On Wednesday, the New York City-based company posted a Q2 loss of 24 cents a share on sales of $18.7 million, according to FactSet. On a year-over-year basis, its revenue rose 48%.
On the stock market today, WhiteFiber stock rose 11.7% to close at 23.41. Earlier in the session, it climbed as high as 24.18. Its IPO was priced at $17 a share. It notched its all-time high of 25.13 on its first trading day.
WhiteFiber is a subsidiary of cryptocurrency firm Bit Digital. After the IPO, Bit Digital retained an ownership stake of about 71.5% of WhiteFiber.
"The demand environment for AI infrastructure remains exceptionally strong, with enterprises and research institutions requiring more high-density, reliable capacity to support large-scale model training and deployment," WhiteFiber Chief Executive Sam Tabar said in a news release.

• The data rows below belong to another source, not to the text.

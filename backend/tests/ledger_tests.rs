//! Stock ledger tests
//!
//! Tests for stock mutation rules including:
//! - Stock never goes negative and rejections leave it untouched
//! - Edits and deletes reverse the original delta exactly
//! - The movement trail replays to the stored stock

use proptest::prelude::*;
use rust_decimal::Decimal;
use shared::{
    line_total, replay, require_reason, LedgerEntry, LedgerError, MovementKind, RecordKind,
    ReplayCheck, StockChange, StockMutation, StoredRecord,
};
use std::str::FromStr;

fn dec(s: &str) -> Decimal {
    Decimal::from_str(s).unwrap()
}

fn stored(kind: RecordKind, quantity: i32, unit_price: &str) -> StoredRecord {
    StoredRecord {
        kind,
        quantity,
        unit_price: dec(unit_price),
        returned: false,
    }
}

/// Apply a mutation and return the audit entry it would produce
fn record(stock: &mut i32, mutation: StockMutation) -> Result<LedgerEntry, LedgerError> {
    let change = mutation.apply(*stock)?;
    *stock = change.new;
    Ok(LedgerEntry {
        kind: mutation.kind(),
        delta: change.delta(),
        stock_after: change.new,
    })
}

// ============================================================================
// Unit Tests
// ============================================================================

#[cfg(test)]
mod unit_tests {
    use super::*;

    /// Medicine stock=100; a sale of 120 is rejected and stock stays 100
    #[test]
    fn test_oversell_is_rejected_without_mutation() {
        let mut stock = 100;
        let result = record(&mut stock, StockMutation::Sale { quantity: 120 });

        assert_eq!(
            result,
            Err(LedgerError::InsufficientStock {
                available: 100,
                requested: 120
            })
        );
        assert_eq!(stock, 100);
    }

    /// Inbound 50 @ 10 then sale of 20 @ 12 gives stock 30 and a 240 total
    #[test]
    fn test_inbound_then_sale_scenario() {
        let mut stock = 0;
        record(&mut stock, StockMutation::Inbound { quantity: 50 }).unwrap();
        record(&mut stock, StockMutation::Sale { quantity: 20 }).unwrap();

        assert_eq!(stock, 30);
        assert_eq!(line_total(dec("12.00"), 20), dec("240.00"));
    }

    /// Adjusting to 0 then receiving 20 leaves exactly 20
    #[test]
    fn test_adjust_then_inbound() {
        let mut stock = 73;
        record(&mut stock, StockMutation::Adjust { new_stock: 0 }).unwrap();
        record(&mut stock, StockMutation::Inbound { quantity: 20 }).unwrap();
        assert_eq!(stock, 20);
    }

    /// Editing an inbound from 10 to 15 moves stock by +5 even after unrelated sales
    #[test]
    fn test_inbound_edit_applies_net_delta() {
        let mut stock = 0;
        record(&mut stock, StockMutation::Inbound { quantity: 10 }).unwrap();
        record(&mut stock, StockMutation::Inbound { quantity: 40 }).unwrap();
        record(&mut stock, StockMutation::Sale { quantity: 33 }).unwrap();
        let before = stock;

        let entry = record(
            &mut stock,
            StockMutation::InboundEdit {
                old_quantity: 10,
                new_quantity: 15,
            },
        )
        .unwrap();

        assert_eq!(entry.delta, 5);
        assert_eq!(stock, before + 5);
    }

    /// Shrinking an inbound whose stock was already sold is refused
    #[test]
    fn test_inbound_edit_cannot_drive_stock_negative() {
        let mut stock = 0;
        record(&mut stock, StockMutation::Inbound { quantity: 10 }).unwrap();
        record(&mut stock, StockMutation::Sale { quantity: 8 }).unwrap();

        let result = record(
            &mut stock,
            StockMutation::InboundEdit {
                old_quantity: 10,
                new_quantity: 1,
            },
        );
        assert!(matches!(result, Err(LedgerError::InsufficientStock { .. })));
        assert_eq!(stock, 2);
    }

    /// Deleting a sale restores exactly what it deducted
    #[test]
    fn test_sale_delete_restores_quantity() {
        let mut stock = 0;
        record(&mut stock, StockMutation::Inbound { quantity: 30 }).unwrap();
        record(&mut stock, StockMutation::Sale { quantity: 12 }).unwrap();
        record(&mut stock, StockMutation::SaleDelete { quantity: 12 }).unwrap();
        assert_eq!(stock, 30);
    }

    /// Growing a sale needs enough stock for the difference only
    #[test]
    fn test_sale_edit_checks_difference() {
        let mut stock = 0;
        record(&mut stock, StockMutation::Inbound { quantity: 10 }).unwrap();
        record(&mut stock, StockMutation::Sale { quantity: 8 }).unwrap();

        record(
            &mut stock,
            StockMutation::SaleEdit {
                old_quantity: 8,
                new_quantity: 10,
            },
        )
        .unwrap();
        assert_eq!(stock, 0);

        let result = record(
            &mut stock,
            StockMutation::SaleEdit {
                old_quantity: 10,
                new_quantity: 11,
            },
        );
        assert!(result.is_err());
        assert_eq!(stock, 0);
    }

    /// A purchase return of consumed stock is refused
    #[test]
    fn test_purchase_return_needs_stock_on_hand() {
        let mut stock = 0;
        record(&mut stock, StockMutation::Inbound { quantity: 20 }).unwrap();
        record(&mut stock, StockMutation::Sale { quantity: 15 }).unwrap();

        let result = record(&mut stock, StockMutation::PurchaseReturn { quantity: 20 });
        assert_eq!(
            result,
            Err(LedgerError::InsufficientStock {
                available: 5,
                requested: 20
            })
        );
        assert_eq!(stock, 5);
    }

    /// Sales returns always add back
    #[test]
    fn test_sales_return_always_adds() {
        let mut stock = 0;
        record(&mut stock, StockMutation::SalesReturn { quantity: 4 }).unwrap();
        assert_eq!(stock, 4);
    }

    #[test]
    fn test_non_positive_quantities_are_validation_errors() {
        for mutation in [
            StockMutation::Inbound { quantity: 0 },
            StockMutation::Sale { quantity: -1 },
            StockMutation::PurchaseReturn { quantity: 0 },
            StockMutation::Adjust { new_stock: -3 },
        ] {
            assert!(
                matches!(mutation.apply(10), Err(LedgerError::Validation { .. })),
                "{mutation:?} should be rejected"
            );
        }
    }

    #[test]
    fn test_reason_must_not_be_blank() {
        assert_eq!(require_reason("  damaged  ").unwrap(), "damaged");
        assert!(require_reason(" \t ").is_err());
    }

    #[test]
    fn test_adjustment_records_both_counts() {
        let change = StockMutation::Adjust { new_stock: 7 }.apply(12).unwrap();
        assert_eq!(change, StockChange { previous: 12, new: 7 });
        assert_eq!(change.delta(), -5);
    }

    /// Sold 10 @ 12.00; the medicine is repriced to 15.00 before the edit to 12
    #[test]
    fn test_sale_edit_uses_captured_price() {
        let sale = stored(RecordKind::Sale, 10, "12.00");
        let current_medicine_price = dec("15.00");

        let edit = sale.edit(12, Some(current_medicine_price)).unwrap();

        assert_eq!(edit.unit_price, dec("12.00"));
        assert_eq!(edit.total_price, dec("144.00"));
        assert_eq!(
            edit.mutation,
            StockMutation::SaleEdit {
                old_quantity: 10,
                new_quantity: 12
            }
        );
    }

    #[test]
    fn test_inbound_edit_may_change_price() {
        let inbound = stored(RecordKind::Inbound, 50, "10.00");

        let kept = inbound.edit(40, None).unwrap();
        assert_eq!(kept.unit_price, dec("10.00"));
        assert_eq!(kept.mutation.apply(50).unwrap().new, 40);

        let repriced = inbound.edit(40, Some(dec("9.50"))).unwrap();
        assert_eq!(repriced.unit_price, dec("9.50"));
        assert_eq!(repriced.total_price, dec("380.00"));
    }

    #[test]
    fn test_edit_to_zero_quantity_is_rejected() {
        let sale = stored(RecordKind::Sale, 3, "1.00");
        assert!(matches!(
            sale.edit(0, None),
            Err(LedgerError::Validation { field: "quantity", .. })
        ));
    }

    /// Returned records are frozen: no edit, no delete, no second return
    #[test]
    fn test_returned_record_is_frozen() {
        for kind in [RecordKind::Inbound, RecordKind::Sale] {
            let mut record = stored(kind, 5, "2.00");
            assert!(record.return_all().is_ok());

            record.returned = true;
            let expected = Err(LedgerError::AlreadyReturned { record: kind });
            assert_eq!(record.edit(6, None).map(|e| e.mutation), expected);
            assert_eq!(record.delete(), expected);
            assert_eq!(record.return_all(), expected);
        }
    }

    #[test]
    fn test_return_and_delete_reverse_the_record() {
        let inbound = stored(RecordKind::Inbound, 20, "4.00");
        assert_eq!(
            inbound.return_all().unwrap(),
            StockMutation::PurchaseReturn { quantity: 20 }
        );
        assert_eq!(inbound.delete().unwrap(), StockMutation::InboundDelete { quantity: 20 });

        let sale = stored(RecordKind::Sale, 7, "4.00");
        assert_eq!(sale.return_all().unwrap(), StockMutation::SalesReturn { quantity: 7 });
        assert_eq!(sale.delete().unwrap(), StockMutation::SaleDelete { quantity: 7 });
    }

    #[test]
    fn test_replay_of_tampered_trail_is_inconsistent() {
        let entries = vec![
            LedgerEntry {
                kind: MovementKind::Inbound,
                delta: 10,
                stock_after: 10,
            },
            LedgerEntry {
                kind: MovementKind::Sale,
                delta: -4,
                stock_after: 6,
            },
        ];
        let check = ReplayCheck::run(entries.clone(), 6);
        assert!(check.consistent);

        let check = ReplayCheck::run(entries, 9);
        assert_eq!(check.replayed_stock, Some(6));
        assert!(!check.consistent);
    }
}

// ============================================================================
// Property-Based Tests
// ============================================================================

fn mutation_strategy() -> impl Strategy<Value = StockMutation> {
    prop_oneof![
        (1..200i32).prop_map(|quantity| StockMutation::Inbound { quantity }),
        (1..200i32).prop_map(|quantity| StockMutation::Sale { quantity }),
        (0..300i32).prop_map(|new_stock| StockMutation::Adjust { new_stock }),
        (1..200i32).prop_map(|quantity| StockMutation::PurchaseReturn { quantity }),
        (1..200i32).prop_map(|quantity| StockMutation::SalesReturn { quantity }),
        (1..200i32, 1..200i32).prop_map(|(old_quantity, new_quantity)| {
            StockMutation::InboundEdit {
                old_quantity,
                new_quantity,
            }
        }),
        (1..200i32, 1..200i32).prop_map(|(old_quantity, new_quantity)| {
            StockMutation::SaleEdit {
                old_quantity,
                new_quantity,
            }
        }),
    ]
}

proptest! {
    /// Stock never goes negative, whatever sequence is attempted
    #[test]
    fn prop_stock_never_negative(
        mutations in prop::collection::vec(mutation_strategy(), 0..60)
    ) {
        let mut stock = 0;
        for mutation in mutations {
            let _ = record(&mut stock, mutation);
            prop_assert!(stock >= 0);
        }
    }

    /// A rejected mutation leaves stock exactly where it was
    #[test]
    fn prop_rejection_is_side_effect_free(
        start in 0..500i32,
        mutation in mutation_strategy()
    ) {
        let mut stock = start;
        if record(&mut stock, mutation).is_err() {
            prop_assert_eq!(stock, start);
        }
    }

    /// Replaying the accepted trail reproduces the final stock
    #[test]
    fn prop_replay_reproduces_stock(
        mutations in prop::collection::vec(mutation_strategy(), 0..60)
    ) {
        let mut stock = 0;
        let trail: Vec<LedgerEntry> = mutations
            .into_iter()
            .filter_map(|m| record(&mut stock, m).ok())
            .collect();

        prop_assert_eq!(replay(trail.clone()), Some(stock));
        prop_assert!(ReplayCheck::run(trail, stock).consistent);
    }

    /// Without adjustments the final stock is the signed sum of accepted deltas
    #[test]
    fn prop_stock_is_sum_of_deltas(
        ops in prop::collection::vec((any::<bool>(), 1..100i32), 0..50)
    ) {
        let mut stock = 0;
        let mut expected = 0i64;
        for (incoming, quantity) in ops {
            let mutation = if incoming {
                StockMutation::Inbound { quantity }
            } else {
                StockMutation::Sale { quantity }
            };
            if let Ok(entry) = record(&mut stock, mutation) {
                expected += i64::from(entry.delta);
            }
        }
        prop_assert_eq!(i64::from(stock), expected);
    }

    /// An edit followed by deleting the edited record equals deleting the original
    #[test]
    fn prop_inbound_edit_then_delete_cancels(
        base in 0..100i32,
        old_quantity in 1..100i32,
        new_quantity in 1..100i32
    ) {
        let mut stock = base;
        record(&mut stock, StockMutation::Inbound { quantity: old_quantity }).unwrap();
        record(&mut stock, StockMutation::InboundEdit { old_quantity, new_quantity }).unwrap();
        record(&mut stock, StockMutation::InboundDelete { quantity: new_quantity }).unwrap();
        prop_assert_eq!(stock, base);
    }

    /// A sale edit total never depends on a later medicine price
    #[test]
    fn prop_sale_edit_total_ignores_current_price(
        sold_cents in 1i64..100_000,
        current_cents in 1i64..100_000,
        old_quantity in 1..500i32,
        new_quantity in 1..500i32
    ) {
        let sale = StoredRecord {
            kind: RecordKind::Sale,
            quantity: old_quantity,
            unit_price: Decimal::new(sold_cents, 2),
            returned: false,
        };
        let edit = sale.edit(new_quantity, Some(Decimal::new(current_cents, 2))).unwrap();
        prop_assert_eq!(edit.total_price, line_total(Decimal::new(sold_cents, 2), new_quantity));
    }

    /// Line totals are rounded to cents
    #[test]
    fn prop_line_total_has_two_decimals(cents in 0i64..1_000_000, quantity in 1..1000i32) {
        let total = line_total(Decimal::new(cents, 2), quantity);
        prop_assert!(total.scale() <= 2);
        prop_assert_eq!(total, Decimal::new(cents, 2) * Decimal::from(quantity));
    }
}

"WhiteFiber is well positioned to capture this demand today and into the future as the market evolves," he said. "We are one of the few pure-play providers of AI infrastructure that integrates both GPU cloud services and the underlying data center capacity. This combination enables us to deliver performance, reliability, and efficiency at scale as our customers' needs change and expand over time."